- **Task**
What is needed is each line of the data below that holds the string "VideoCodec".

- **Data extract**
------

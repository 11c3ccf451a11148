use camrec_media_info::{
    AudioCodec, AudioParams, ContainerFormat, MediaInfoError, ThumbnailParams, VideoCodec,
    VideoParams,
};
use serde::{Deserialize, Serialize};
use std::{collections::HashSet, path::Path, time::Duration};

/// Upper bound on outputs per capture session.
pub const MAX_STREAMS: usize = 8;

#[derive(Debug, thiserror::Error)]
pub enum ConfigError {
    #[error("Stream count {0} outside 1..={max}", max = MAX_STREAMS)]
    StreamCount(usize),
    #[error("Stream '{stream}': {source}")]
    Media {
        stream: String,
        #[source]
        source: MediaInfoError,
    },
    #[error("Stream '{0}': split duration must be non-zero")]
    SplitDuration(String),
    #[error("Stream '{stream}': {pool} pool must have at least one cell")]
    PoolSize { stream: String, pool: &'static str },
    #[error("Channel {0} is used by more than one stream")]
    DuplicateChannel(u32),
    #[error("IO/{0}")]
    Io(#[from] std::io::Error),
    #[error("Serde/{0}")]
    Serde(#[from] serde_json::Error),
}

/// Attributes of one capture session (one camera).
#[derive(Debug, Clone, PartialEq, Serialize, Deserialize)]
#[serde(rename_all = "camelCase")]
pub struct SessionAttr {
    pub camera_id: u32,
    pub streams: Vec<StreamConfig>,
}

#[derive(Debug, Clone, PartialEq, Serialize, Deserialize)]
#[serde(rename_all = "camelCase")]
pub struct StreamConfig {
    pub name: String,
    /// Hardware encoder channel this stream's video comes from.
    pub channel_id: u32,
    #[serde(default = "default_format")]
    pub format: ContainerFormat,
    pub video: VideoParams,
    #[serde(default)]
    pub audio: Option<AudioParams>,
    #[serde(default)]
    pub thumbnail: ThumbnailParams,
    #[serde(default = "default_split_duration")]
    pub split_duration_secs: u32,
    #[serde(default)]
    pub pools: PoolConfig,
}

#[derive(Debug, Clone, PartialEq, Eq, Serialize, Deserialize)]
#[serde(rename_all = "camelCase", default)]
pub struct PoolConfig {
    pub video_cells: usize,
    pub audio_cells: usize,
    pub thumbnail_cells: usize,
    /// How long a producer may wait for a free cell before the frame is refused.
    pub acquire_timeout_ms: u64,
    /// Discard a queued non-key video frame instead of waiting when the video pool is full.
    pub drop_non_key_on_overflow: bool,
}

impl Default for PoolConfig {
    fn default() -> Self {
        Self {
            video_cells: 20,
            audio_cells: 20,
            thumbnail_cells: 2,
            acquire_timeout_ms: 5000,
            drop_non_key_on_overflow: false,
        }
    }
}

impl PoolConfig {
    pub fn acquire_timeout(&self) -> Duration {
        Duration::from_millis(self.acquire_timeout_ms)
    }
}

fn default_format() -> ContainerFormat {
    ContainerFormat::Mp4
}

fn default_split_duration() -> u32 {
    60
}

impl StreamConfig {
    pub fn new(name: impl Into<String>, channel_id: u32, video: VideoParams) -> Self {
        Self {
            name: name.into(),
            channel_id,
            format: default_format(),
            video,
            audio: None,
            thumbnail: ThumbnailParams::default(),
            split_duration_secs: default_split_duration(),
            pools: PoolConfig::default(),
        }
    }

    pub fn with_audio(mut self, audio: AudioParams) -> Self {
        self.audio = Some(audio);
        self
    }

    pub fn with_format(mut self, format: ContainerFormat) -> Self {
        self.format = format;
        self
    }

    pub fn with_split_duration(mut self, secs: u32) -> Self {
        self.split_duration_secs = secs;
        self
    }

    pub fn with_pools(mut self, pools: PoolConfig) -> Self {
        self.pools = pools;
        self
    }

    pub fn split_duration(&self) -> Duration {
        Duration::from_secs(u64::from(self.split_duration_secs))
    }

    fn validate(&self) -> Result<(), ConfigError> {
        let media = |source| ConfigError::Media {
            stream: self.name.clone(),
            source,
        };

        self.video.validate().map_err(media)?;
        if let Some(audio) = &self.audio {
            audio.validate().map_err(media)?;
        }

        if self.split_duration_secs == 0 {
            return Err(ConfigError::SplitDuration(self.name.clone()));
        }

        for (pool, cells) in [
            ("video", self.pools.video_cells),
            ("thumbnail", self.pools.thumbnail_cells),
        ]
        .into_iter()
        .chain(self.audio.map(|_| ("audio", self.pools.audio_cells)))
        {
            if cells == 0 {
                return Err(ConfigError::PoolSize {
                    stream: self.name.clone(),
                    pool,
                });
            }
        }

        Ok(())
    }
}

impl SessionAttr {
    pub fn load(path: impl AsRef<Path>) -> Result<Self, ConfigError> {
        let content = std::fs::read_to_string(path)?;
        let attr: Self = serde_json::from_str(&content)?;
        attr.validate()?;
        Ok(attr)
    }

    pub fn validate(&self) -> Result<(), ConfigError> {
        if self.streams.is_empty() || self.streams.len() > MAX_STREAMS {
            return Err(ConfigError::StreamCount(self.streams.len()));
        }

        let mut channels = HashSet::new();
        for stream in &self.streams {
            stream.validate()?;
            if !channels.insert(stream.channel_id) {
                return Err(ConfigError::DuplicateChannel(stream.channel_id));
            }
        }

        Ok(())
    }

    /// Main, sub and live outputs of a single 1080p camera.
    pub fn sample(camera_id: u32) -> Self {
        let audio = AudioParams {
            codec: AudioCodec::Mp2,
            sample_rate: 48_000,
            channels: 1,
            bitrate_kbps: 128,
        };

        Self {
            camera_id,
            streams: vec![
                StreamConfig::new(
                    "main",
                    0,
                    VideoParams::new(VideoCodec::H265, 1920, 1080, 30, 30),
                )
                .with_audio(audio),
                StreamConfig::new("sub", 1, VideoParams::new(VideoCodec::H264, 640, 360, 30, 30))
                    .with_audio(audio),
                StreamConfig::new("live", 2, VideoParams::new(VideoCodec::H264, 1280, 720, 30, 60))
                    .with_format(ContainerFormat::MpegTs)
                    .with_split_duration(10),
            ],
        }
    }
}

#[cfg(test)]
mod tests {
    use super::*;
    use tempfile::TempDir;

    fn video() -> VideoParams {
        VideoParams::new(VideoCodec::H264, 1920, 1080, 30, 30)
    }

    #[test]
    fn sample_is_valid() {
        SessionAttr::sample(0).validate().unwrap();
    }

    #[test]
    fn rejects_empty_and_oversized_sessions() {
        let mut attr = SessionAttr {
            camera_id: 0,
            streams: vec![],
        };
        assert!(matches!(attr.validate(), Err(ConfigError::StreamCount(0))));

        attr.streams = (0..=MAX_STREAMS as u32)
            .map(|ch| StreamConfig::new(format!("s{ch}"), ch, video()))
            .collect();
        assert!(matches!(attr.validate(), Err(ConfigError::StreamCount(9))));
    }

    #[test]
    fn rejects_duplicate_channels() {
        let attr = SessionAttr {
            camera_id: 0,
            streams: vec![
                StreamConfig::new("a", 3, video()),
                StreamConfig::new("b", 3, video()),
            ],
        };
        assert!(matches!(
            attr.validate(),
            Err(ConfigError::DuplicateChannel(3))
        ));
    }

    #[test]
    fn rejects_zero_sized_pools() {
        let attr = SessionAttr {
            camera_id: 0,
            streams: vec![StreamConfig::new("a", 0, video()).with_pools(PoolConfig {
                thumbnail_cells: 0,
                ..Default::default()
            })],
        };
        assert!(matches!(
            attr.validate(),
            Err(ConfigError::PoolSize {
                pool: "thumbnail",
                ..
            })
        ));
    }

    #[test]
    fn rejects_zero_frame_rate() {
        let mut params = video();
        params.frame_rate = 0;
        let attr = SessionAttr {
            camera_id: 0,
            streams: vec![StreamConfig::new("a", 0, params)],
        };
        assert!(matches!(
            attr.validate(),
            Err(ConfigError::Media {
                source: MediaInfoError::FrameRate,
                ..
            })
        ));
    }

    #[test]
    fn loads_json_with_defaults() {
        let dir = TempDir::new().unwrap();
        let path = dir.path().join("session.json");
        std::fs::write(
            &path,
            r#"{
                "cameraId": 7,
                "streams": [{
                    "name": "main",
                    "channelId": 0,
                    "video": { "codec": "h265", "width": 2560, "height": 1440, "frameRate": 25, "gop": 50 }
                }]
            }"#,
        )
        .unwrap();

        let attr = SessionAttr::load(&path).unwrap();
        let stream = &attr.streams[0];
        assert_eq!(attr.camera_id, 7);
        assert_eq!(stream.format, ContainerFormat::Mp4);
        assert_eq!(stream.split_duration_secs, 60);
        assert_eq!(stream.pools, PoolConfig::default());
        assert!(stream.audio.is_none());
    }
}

------

- **Exercise solution**
    AudioCodec, AudioParams, ContainerFormat, MediaInfoError, ThumbnailParams, VideoCodec,
                    VideoParams::new(VideoCodec::H265, 1920, 1080, 30, 30),
                StreamConfig::new("sub", 1, VideoParams::new(VideoCodec::H264, 640, 360, 30, 30))
                StreamConfig::new("live", 2, VideoParams::new(VideoCodec::H264, 1280, 720, 30, 60))
        VideoParams::new(VideoCodec::H264, 1920, 1080, 30, 30)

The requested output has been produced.